In deep learning, machines are taught and executed such human-like recognition processes and ways of thinking. And as a result of giving a large amount of data to a high-performance machine for learning, the machine is now able to demonstrate pattern recognition ability that surpasses that of humans.
The difference between machine learning and deep learning
The big difference between machine learning and deep learning is that deep learning has multiple layers of "eyes" when analyzing data. Deep learning also learns the "eye-catching place" itself and improves its performance.
For example, in order for machine learning to recognize colors, it is common to instruct humans to focus on "color", but deep learning does not need to do so. In the case of deep learning, the machine itself automatically learns the characteristics of the data, finds a way to distinguish colors, and obtains the correct answer.
In addition, machine learning and deep learning have different areas of practical use. Machine learning tends to be used to make decisions as directed by a person. Examples of its use are face detection with a camera, spam detection by email, fraud detection using a credit card, number recognition written on paper, and conversation understanding.

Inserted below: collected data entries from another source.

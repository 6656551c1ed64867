use std::borrow::Cow;

use glam::{Affine3A, Mat4};
use uuid::Uuid;

/// 透视相机组件
///
/// 相机只描述投影参数并缓存派生矩阵，位置与朝向来自所挂载
/// 节点的世界矩阵（相机沿自身 -Z 看）。
///
/// 注意 fov 是对角线视场角（弧度）：锥体剔除直接拿它当锥角用，
/// 投影矩阵也用同一个角度，保证剔除结果与成像一致偏保守。
#[derive(Debug, Clone)]
pub struct Camera {
    pub uuid: Uuid,
    pub name: Cow<'static, str>,

    // === 投影属性 (Projection Only) ===
    pub fov: f32,
    pub aspect: f32,
    pub near: f32,
    pub far: f32,

    // 缓存的矩阵 renderer只读
    pub(crate) world_matrix: Affine3A,
    pub(crate) view_matrix: Affine3A,
    pub(crate) projection_matrix: Mat4,
    pub(crate) view_projection_matrix: Mat4,
}

impl Camera {
    /// 默认对角线视场角（度）
    pub const DEFAULT_FOV: f32 = 125.0;
    pub const DEFAULT_NEAR: f32 = 0.1;
    pub const DEFAULT_FAR: f32 = 5000.0;

    /// 新建透视相机，fov 以度传入
    #[must_use]
    pub fn new_perspective(fov: f32, aspect: f32, near: f32, far: f32) -> Self {
        let mut cam = Self {
            uuid: Uuid::new_v4(),
            name: Cow::Borrowed("Camera"),
            fov: fov.to_radians(),
            aspect,
            near,
            far,

            world_matrix: Affine3A::IDENTITY,
            view_matrix: Affine3A::IDENTITY,
            projection_matrix: Mat4::IDENTITY,
            view_projection_matrix: Mat4::IDENTITY,
        };

        cam.update_projection_matrix();
        cam
    }

    /// 以默认参数创建相机 (fov 125°, near 0.1, far 5000)
    #[must_use]
    pub fn with_aspect(aspect: f32) -> Self {
        Self::new_perspective(Self::DEFAULT_FOV, aspect, Self::DEFAULT_NEAR, Self::DEFAULT_FAR)
    }

    /// 投影参数变化后重建投影矩阵
    pub fn update_projection_matrix(&mut self) {
        // glam 的 perspective_rh 为 WGPU/Vulkan 的 [0,1] 深度范围设计
        self.projection_matrix = Mat4::perspective_rh(self.fov, self.aspect, self.near, self.far);
        self.view_projection_matrix = self.projection_matrix * Mat4::from(self.view_matrix);
    }

    /// 根据节点世界矩阵刷新视图与 VP 矩阵
    pub fn update_view_projection(&mut self, world_transform: &Affine3A) {
        self.world_matrix = *world_transform;

        // 1. View Matrix = World Inverse（保持仿射形式，剔除在该空间进行）
        self.view_matrix = world_transform.inverse();

        // 2. VP
        self.view_projection_matrix = self.projection_matrix * Mat4::from(self.view_matrix);
    }

    /// 纯视图矩阵（无投影），锥体剔除用
    #[inline]
    #[must_use]
    pub fn view_matrix(&self) -> &Affine3A {
        &self.view_matrix
    }

    /// 视图投影矩阵，绘制用
    #[inline]
    #[must_use]
    pub fn view_projection(&self) -> &Mat4 {
        &self.view_projection_matrix
    }

    #[inline]
    #[must_use]
    pub fn projection(&self) -> &Mat4 {
        &self.projection_matrix
    }
}
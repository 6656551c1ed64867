pub mod box_shape;
pub mod plane;

pub use box_shape::create_box;
pub use plane::{PlaneOptions, create_plane};
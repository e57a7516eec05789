//! menu-web - restaurant menu page in Dioxus
//!
//! Fetches `items.json`, renders one collapsible section per category and a
//! scrollable category bar that walks the page to the chosen section:
//! - [`types`] / [`menu`]: menu data and its display model
//! - [`navigator`]: collapse/expand state and the guided navigation sequence
//! - [`arrows`]: scroll-arrow dimming for the category bar
//! - [`components`]: the Dioxus components wiring it all to the page

pub mod arrows;
pub mod components;
pub mod config;
pub mod dom;
pub mod error;
pub mod hooks;
pub mod menu;
pub mod menu_client;
pub mod navigator;
pub mod page;
pub mod reveal;
pub mod types;

pub mod prelude {
    pub use crate::arrows::{ArrowSide, ArrowState, StripDirection, StripMetrics};
    pub use crate::config::MenuConfig;
    pub use crate::error::{MenuError, MenuResult};
    pub use crate::menu::{format_price, render_sections, CategorySection, ItemRow};
    pub use crate::navigator::{
        navigate_to, NavOutcome, NavTicket, NavigationHost, NavigatorState, SectionState,
    };
    pub use crate::types::{Category, MenuData, MenuItem};
}
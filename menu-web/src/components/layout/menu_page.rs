use dioxus::prelude::*;

use crate::components::menu::ItemList;
use crate::components::navigation::CategoryNav;
use crate::config::MENU_TITLE_CLASS;
use crate::hooks::use_menu_context::use_menu_context;
use crate::menu_client::load_menu;

#[component]
pub fn MenuPage() -> Element {
    let mut menu = use_menu_context();

    // Single fetch; failures come back as an empty menu
    use_future(move || async move {
        let config = menu.config.peek().clone();
        let data = load_menu(&config).await;
        menu.render(&data);
    });

    let title = menu.config.read().title.clone();
    let has_categories = !menu.sections.read().is_empty();

    rsx! {
        h1 { class: MENU_TITLE_CLASS, "{title}" }
        if has_categories {
            CategoryNav {}
        }
        ItemList {}
    }
}
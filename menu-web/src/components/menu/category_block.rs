use dioxus::prelude::*;

use crate::components::menu::MenuItemRow;
use crate::config::{CATEGORY_HEADER_CLASS, COLLAPSED_CLASS, ITEMS_CONTAINER_CLASS};
use crate::hooks::use_menu_context::use_menu_context;
use crate::menu::CategorySection;

/// Header plus items container; both take their `collapsed` class from the
/// same navigator flag.
#[component]
pub fn CategoryBlock(index: usize, section: CategorySection) -> Element {
    let mut menu = use_menu_context();
    let collapsed = menu.navigator.read().is_collapsed(index);

    let state_class = if collapsed {
        format!(" {COLLAPSED_CLASS}")
    } else {
        String::new()
    };

    rsx! {
        h2 {
            id: CategorySection::anchor_id(index),
            class: "{CATEGORY_HEADER_CLASS}{state_class}",
            "data-category": "{section.key}",
            onclick: move |_| menu.toggle_section(index),
            "{section.title}"
        }
        div { class: "{ITEMS_CONTAINER_CLASS}{state_class}",
            for (row, item) in section.items.iter().enumerate() {
                MenuItemRow { key: "{row}", item: item.clone() }
            }
        }
    }
}
use dioxus::prelude::*;
use tracing::Level;

use menu_web::components::layout::MenuPage;
use menu_web::config::MenuConfig;
use menu_web::dom;
use menu_web::hooks::use_menu_context::use_menu_context_provider;

const MAIN_CSS: Asset = asset!("/assets/main.css");

fn main() {
    dioxus::logger::init(Level::INFO).expect("failed to init logger");

    let config = MenuConfig::default();

    // Nothing to render into: log and stop before launching
    if let Err(err) = dom::require_element_by_id(&config.root_id) {
        tracing::error!("Initialization error: {}", err);
        return;
    }

    tracing::info!("Starting menu page");
    dioxus::LaunchBuilder::new().with_context(config).launch(App);
}

#[component]
fn App() -> Element {
    let config = use_context::<MenuConfig>();
    use_menu_context_provider(config);

    rsx! {
        document::Link { rel: "stylesheet", href: MAIN_CSS }
        MenuPage {}
    }
}
use dioxus::prelude::*;

use crate::arrows::{ArrowSide, ArrowState};
use crate::dom::scroll_element_by;

#[component]
pub fn NavArrow(
    side: ArrowSide,
    state: ArrowState,
    strip: Signal<Option<web_sys::Element>>,
    step: f64,
) -> Element {
    rsx! {
        button {
            class: side.class(),
            style: state.style(side),
            onclick: move |_| {
                if let Some(strip) = strip.peek().as_ref() {
                    scroll_element_by(strip, side.scroll_delta(step));
                }
            },
            "{side.glyph()}"
        }
    }
}
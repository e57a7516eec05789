use dioxus::prelude::*;

use crate::config::MENU_ITEM_CLASS;
use crate::hooks::use_menu_context::use_menu_context;
use crate::menu::ItemRow;

#[component]
pub fn MenuItemRow(item: ItemRow) -> Element {
    let menu = use_menu_context();

    rsx! {
        div {
            class: MENU_ITEM_CLASS,
            onmounted: move |event| {
                if let Some(element) = event.data().downcast::<web_sys::Element>() {
                    menu.watch_item(element);
                }
            },
            span { class: "item-name", "{item.name}" }
            span { class: "item-price", "{item.price}" }
        }
    }
}
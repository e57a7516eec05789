use reqwest::Url;
use tracing::{error, info};

use crate::config::MenuConfig;
use crate::dom;
use crate::error::{MenuError, MenuResult};
use crate::types::MenuData;

/// Client for the static menu JSON served next to the page
pub struct MenuClient {
    base_url: Url,
    client: reqwest::Client,
}

impl MenuClient {
    pub fn new(base_url: Url) -> Self {
        Self {
            base_url,
            client: reqwest::Client::new(),
        }
    }

    /// Client rooted at the current page location
    pub fn for_page() -> MenuResult<Self> {
        let href = dom::window()?.location().href()?;
        let base_url = Url::parse(&href).map_err(|e| MenuError::InvalidUrl(e.to_string()))?;
        Ok(Self::new(base_url))
    }

    pub fn items_url(&self, path: &str) -> MenuResult<Url> {
        self.base_url
            .join(path)
            .map_err(|e| MenuError::InvalidUrl(e.to_string()))
    }

    /// Fetch and parse the menu
    pub async fn fetch_menu(&self, path: &str) -> MenuResult<MenuData> {
        let url = self.items_url(path)?;
        let response = self.client.get(url).send().await?;

        if !response.status().is_success() {
            return Err(MenuError::StatusError(response.status().as_u16()));
        }

        let body = response.text().await?;
        Ok(serde_json::from_str(&body)?)
    }
}

/// Load the menu for the page. Any failure is logged and yields an empty menu.
pub async fn load_menu(config: &MenuConfig) -> MenuData {
    let result = match MenuClient::for_page() {
        Ok(client) => client.fetch_menu(&config.items_path).await,
        Err(err) => Err(err),
    };
    menu_or_empty(result)
}

/// Unwrap a fetch result, logging the error and falling back to an empty menu.
pub fn menu_or_empty(result: MenuResult<MenuData>) -> MenuData {
    match result {
        Ok(data) => {
            info!(
                "Loaded {} categories, {} items",
                data.len(),
                data.item_count()
            );
            data
        }
        Err(err) => {
            error!("Error fetching items: {}", err);
            MenuData::default()
        }
    }
}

On the other hand, deep learning tends to be used to read and judge what humans do not instruct and what humans cannot grasp. Examples of applications include automatic recognition of signs and traffic lights in autonomous driving, pedestrian detection, cancer cell detection in medical research, product appearance inspection, deterioration diagnosis of infrastructure facilities, equipment maintenance and inspection, and automatic translation system of voice data.
Deep learning used for big data analysis
Deep learning is also used for big data analysis, which is difficult for humans. With the advent of deep learning, the accuracy of image recognition and voice recognition has improved dramatically, and the analysis and organization of vast amounts of information contained in big data, image data and voice data is now at the level of being left to AI.
It is said that if deep learning (or machine learning) is used for big data analysis, "predictive maintenance" at factories will be possible. Predictive maintenance is to attach sensors and cameras to devices and equipment, convert them into big data by IoT, analyze them with AI, and prevent breakdowns and malfunctions. AI is responsible for finding signs of failure or failure in big data and alerting when needed.
AI is now evolving at a rapid pace. Understand the difference between machine learning and deep learning and think about how you can use it in your company.